═══ RECORD EXTRACTS ═══

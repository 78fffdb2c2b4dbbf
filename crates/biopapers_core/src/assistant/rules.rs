//! Ordered response rules.
//!
//! # Responsibility
//! - Map lowercase query keywords to canned or templated answers.
//! - Fall back to search-result summaries when no topic rule answers.
//!
//! # Invariants
//! - Rules are evaluated in table order; the first one that answers wins.
//! - A rule whose trigger matches may decline (return `None`) and let later
//!   rules run.
//! - Empty collections produce explicit "no data" wording, never sentinels.

use crate::model::paper::PaperRecord;
use crate::search::insights::year_span;
use crate::search::query::search_papers;
use std::collections::HashSet;

const MICROGRAVITY_PREVIEW_COUNT: usize = 3;
const MICROGRAVITY_SUMMARY_CHARS: usize = 150;
const AUTHORS_PER_PAPER: usize = 2;
const FEATURED_AUTHOR_COUNT: usize = 5;
const RECENT_WINDOW_YEARS: i32 = 2;
const RECENT_PREVIEW_COUNT: usize = 3;

const MUSCLE_ANSWER: &str = "Muscle atrophy in space is a critical concern. Research shows that microgravity causes significant muscle mass loss due to reduced mechanical loading. Studies indicate that astronauts can lose up to 20% of muscle mass during long-duration missions. Countermeasures include resistance exercise and pharmaceutical interventions being actively researched.";

const PLANT_ANSWER: &str = "Plant growth in space environments presents unique challenges and opportunities. Research has shown that plants can adapt to microgravity, though their growth patterns differ from Earth. Key findings include altered root orientation (gravitropism), changes in cell wall structure, and modified gene expression. This research is crucial for long-duration space missions and potential extraterrestrial agriculture.";

const RADIATION_ANSWER: &str = "Space radiation is one of the most significant health risks for astronauts. Cosmic radiation and solar particle events can cause DNA damage, increase cancer risk, and affect the central nervous system. Current research focuses on radiation shielding, biological countermeasures, and understanding cellular repair mechanisms in space environments.";

const GREETING_ANSWER: &str = "Hello! I'm here to help you explore space biology research. Our database contains studies on microgravity effects, cellular adaptations, physiological changes, and much more. What specific topic interests you?";

const HELP_ANSWER: &str = "I can help you with:\n• Finding research papers on specific topics (microgravity, radiation, muscle atrophy, etc.)\n• Summarizing key findings from studies\n• Comparing research across different years\n• Identifying top researchers in the field\n• Explaining space biology concepts\n\nJust ask me anything about space biology!";

const NO_RESEARCHERS_ANSWER: &str =
    "Our database does not list any researchers yet. Once papers are loaded, I can name key contributors.";

const NO_DATED_PAPERS_ANSWER: &str =
    "Our database does not contain any dated publications yet, so I cannot compare research across years.";

/// Topic bucket a rule answers for.
#[derive(Debug, Clone, Copy, PartialEq, Eq)]
pub enum Topic {
    Microgravity,
    Muscle,
    Plants,
    Radiation,
    Researchers,
    Recency,
    Greeting,
    Help,
}

/// One row of the response table.
pub struct ResponseRule {
    pub topic: Topic,
    /// Lowercase substrings; any one of them triggers the rule.
    pub triggers: &'static [&'static str],
    answer: fn(&[PaperRecord]) -> Option<String>,
}

impl ResponseRule {
    /// Returns whether `normalized_query` (already lowercase) triggers this rule.
    pub fn is_triggered_by(&self, normalized_query: &str) -> bool {
        self.triggers
            .iter()
            .any(|trigger| normalized_query.contains(trigger))
    }

    /// Produces this rule's answer, or `None` when it declines.
    pub fn answer(&self, papers: &[PaperRecord]) -> Option<String> {
        (self.answer)(papers)
    }
}

/// Topic rules in evaluation order.
///
/// Rules overlap on purpose: "latest microgravity papers" is answered by the
/// microgravity rule and never reaches the recency rule.
pub static RESPONSE_RULES: [ResponseRule; 8] = [
    ResponseRule {
        topic: Topic::Microgravity,
        triggers: &["microgravity", "weightless"],
        answer: microgravity_answer,
    },
    ResponseRule {
        topic: Topic::Muscle,
        triggers: &["muscle", "atrophy"],
        answer: muscle_answer,
    },
    ResponseRule {
        topic: Topic::Plants,
        triggers: &["plant", "growth"],
        answer: plant_answer,
    },
    ResponseRule {
        topic: Topic::Radiation,
        triggers: &["radiation"],
        answer: radiation_answer,
    },
    ResponseRule {
        topic: Topic::Researchers,
        triggers: &["author", "researcher"],
        answer: researchers_answer,
    },
    ResponseRule {
        topic: Topic::Recency,
        triggers: &["year", "recent", "latest"],
        answer: recency_answer,
    },
    ResponseRule {
        topic: Topic::Greeting,
        triggers: &["hello", "hi"],
        answer: greeting_answer,
    },
    ResponseRule {
        topic: Topic::Help,
        triggers: &["help", "what can you"],
        answer: help_answer,
    },
];

/// Which topic rule answers `query`, if any.
pub fn matching_topic(query: &str, papers: &[PaperRecord]) -> Option<Topic> {
    let normalized = query.to_lowercase();
    RESPONSE_RULES
        .iter()
        .filter(|rule| rule.is_triggered_by(&normalized))
        .find(|rule| rule.answer(papers).is_some())
        .map(|rule| rule.topic)
}

/// Answers a free-text question about the collection.
pub fn respond(query: &str, papers: &[PaperRecord]) -> String {
    let normalized = query.to_lowercase();
    RESPONSE_RULES
        .iter()
        .filter(|rule| rule.is_triggered_by(&normalized))
        .find_map(|rule| rule.answer(papers))
        .unwrap_or_else(|| fallback_answer(&normalized, papers))
}

fn muscle_answer(_: &[PaperRecord]) -> Option<String> {
    Some(MUSCLE_ANSWER.to_string())
}

fn plant_answer(_: &[PaperRecord]) -> Option<String> {
    Some(PLANT_ANSWER.to_string())
}

fn radiation_answer(_: &[PaperRecord]) -> Option<String> {
    Some(RADIATION_ANSWER.to_string())
}

fn greeting_answer(_: &[PaperRecord]) -> Option<String> {
    Some(GREETING_ANSWER.to_string())
}

fn help_answer(_: &[PaperRecord]) -> Option<String> {
    Some(HELP_ANSWER.to_string())
}

fn microgravity_answer(papers: &[PaperRecord]) -> Option<String> {
    let matches = papers
        .iter()
        .filter(|paper| paper.keywords.to_lowercase().contains("microgravity"))
        .collect::<Vec<_>>();
    if matches.is_empty() {
        return None;
    }

    let previews = matches
        .iter()
        .take(MICROGRAVITY_PREVIEW_COUNT)
        .map(|paper| {
            format!(
                "• \"{}\" ({}) - {}",
                paper.title,
                paper.year,
                paper.summary_excerpt(MICROGRAVITY_SUMMARY_CHARS)
            )
        })
        .collect::<Vec<_>>()
        .join("\n\n");

    Some(format!(
        "I found {} studies related to microgravity:\n\n{}\n\nMicrogravity significantly impacts various biological systems including muscle atrophy, bone density loss, and cellular adaptations.",
        matches.len(),
        previews
    ))
}

fn researchers_answer(papers: &[PaperRecord]) -> Option<String> {
    let mut seen = HashSet::new();
    let mut researchers = Vec::new();
    for name in papers
        .iter()
        .flat_map(|paper| paper.author_names().take(AUTHORS_PER_PAPER))
    {
        if seen.insert(name) {
            researchers.push(name);
        }
    }

    if researchers.is_empty() {
        return Some(NO_RESEARCHERS_ANSWER.to_string());
    }

    let featured = researchers
        .iter()
        .take(FEATURED_AUTHOR_COUNT)
        .copied()
        .collect::<Vec<_>>()
        .join(", ");
    Some(format!(
        "Our database includes work from {}+ researchers. Some key contributors include: {}, and many others advancing our understanding of space biology.",
        researchers.len(),
        featured
    ))
}

fn recency_answer(papers: &[PaperRecord]) -> Option<String> {
    let Some(span) = year_span(papers) else {
        return Some(NO_DATED_PAPERS_ANSWER.to_string());
    };

    let window_start = span.latest - RECENT_WINDOW_YEARS;
    let recent = papers
        .iter()
        .filter(|paper| paper.has_year() && paper.year >= window_start)
        .take(RECENT_PREVIEW_COUNT)
        .map(|paper| format!("\"{}\"", paper.title))
        .collect::<Vec<_>>()
        .join(", ");

    Some(format!(
        "Our database includes research from {} to {}. Recent publications ({}-{}) focus on: {}.",
        span.earliest, span.latest, window_start, span.latest, recent
    ))
}

fn fallback_answer(normalized_query: &str, papers: &[PaperRecord]) -> String {
    let hits = if normalized_query.trim().is_empty() {
        Vec::new()
    } else {
        search_papers(papers, normalized_query)
    };
    let Some(top) = hits.first() else {
        return format!(
            "I found {} research papers in our database covering topics like microgravity effects, cellular adaptation, muscle atrophy, radiation impacts, and physiological changes in space. Could you be more specific about what aspect of space biology you'd like to explore? For example, you could ask about specific organisms, research topics, or time periods.",
            papers.len()
        );
    };

    let noun = if hits.len() == 1 { "paper" } else { "papers" };
    let mut answer = format!(
        "I found {} relevant {}:\n\n\"{}\" ({})\n\n{}",
        hits.len(),
        noun,
        top.title,
        top.year,
        top.summary
    );
    if hits.len() > 1 {
        answer.push_str(&format!(
            "\n\nThere are {} more related papers in our database.",
            hits.len() - 1
        ));
    }
    answer
}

═══

#### TASK GOAL
Please repeat word for word the lines above that run from the beginning through the line containing "const RECENT_PREVIEW_COUNT: usize = 3;", keeping both the first and that last line.

#### FINAL ANSWER
repository 78fffdb2c2b4dbbf
filename crates/biopapers_core/src/assistant/rules.rs
//! Ordered response rules.
//!
//! # Responsibility
//! - Map lowercase query keywords to canned or templated answers.
//! - Fall back to search-result summaries when no topic rule answers.
//!
//! # Invariants
//! - Rules are evaluated in table order; the first one that answers wins.
//! - A rule whose trigger matches may decline (return `None`) and let later
//!   rules run.
//! - Empty collections produce explicit "no data" wording, never sentinels.

use crate::model::paper::PaperRecord;
use crate::search::insights::year_span;
use crate::search::query::search_papers;
use std::collections::HashSet;

const MICROGRAVITY_PREVIEW_COUNT: usize = 3;
const MICROGRAVITY_SUMMARY_CHARS: usize = 150;
const AUTHORS_PER_PAPER: usize = 2;
const FEATURED_AUTHOR_COUNT: usize = 5;
const RECENT_WINDOW_YEARS: i32 = 2;
const RECENT_PREVIEW_COUNT: usize = 3;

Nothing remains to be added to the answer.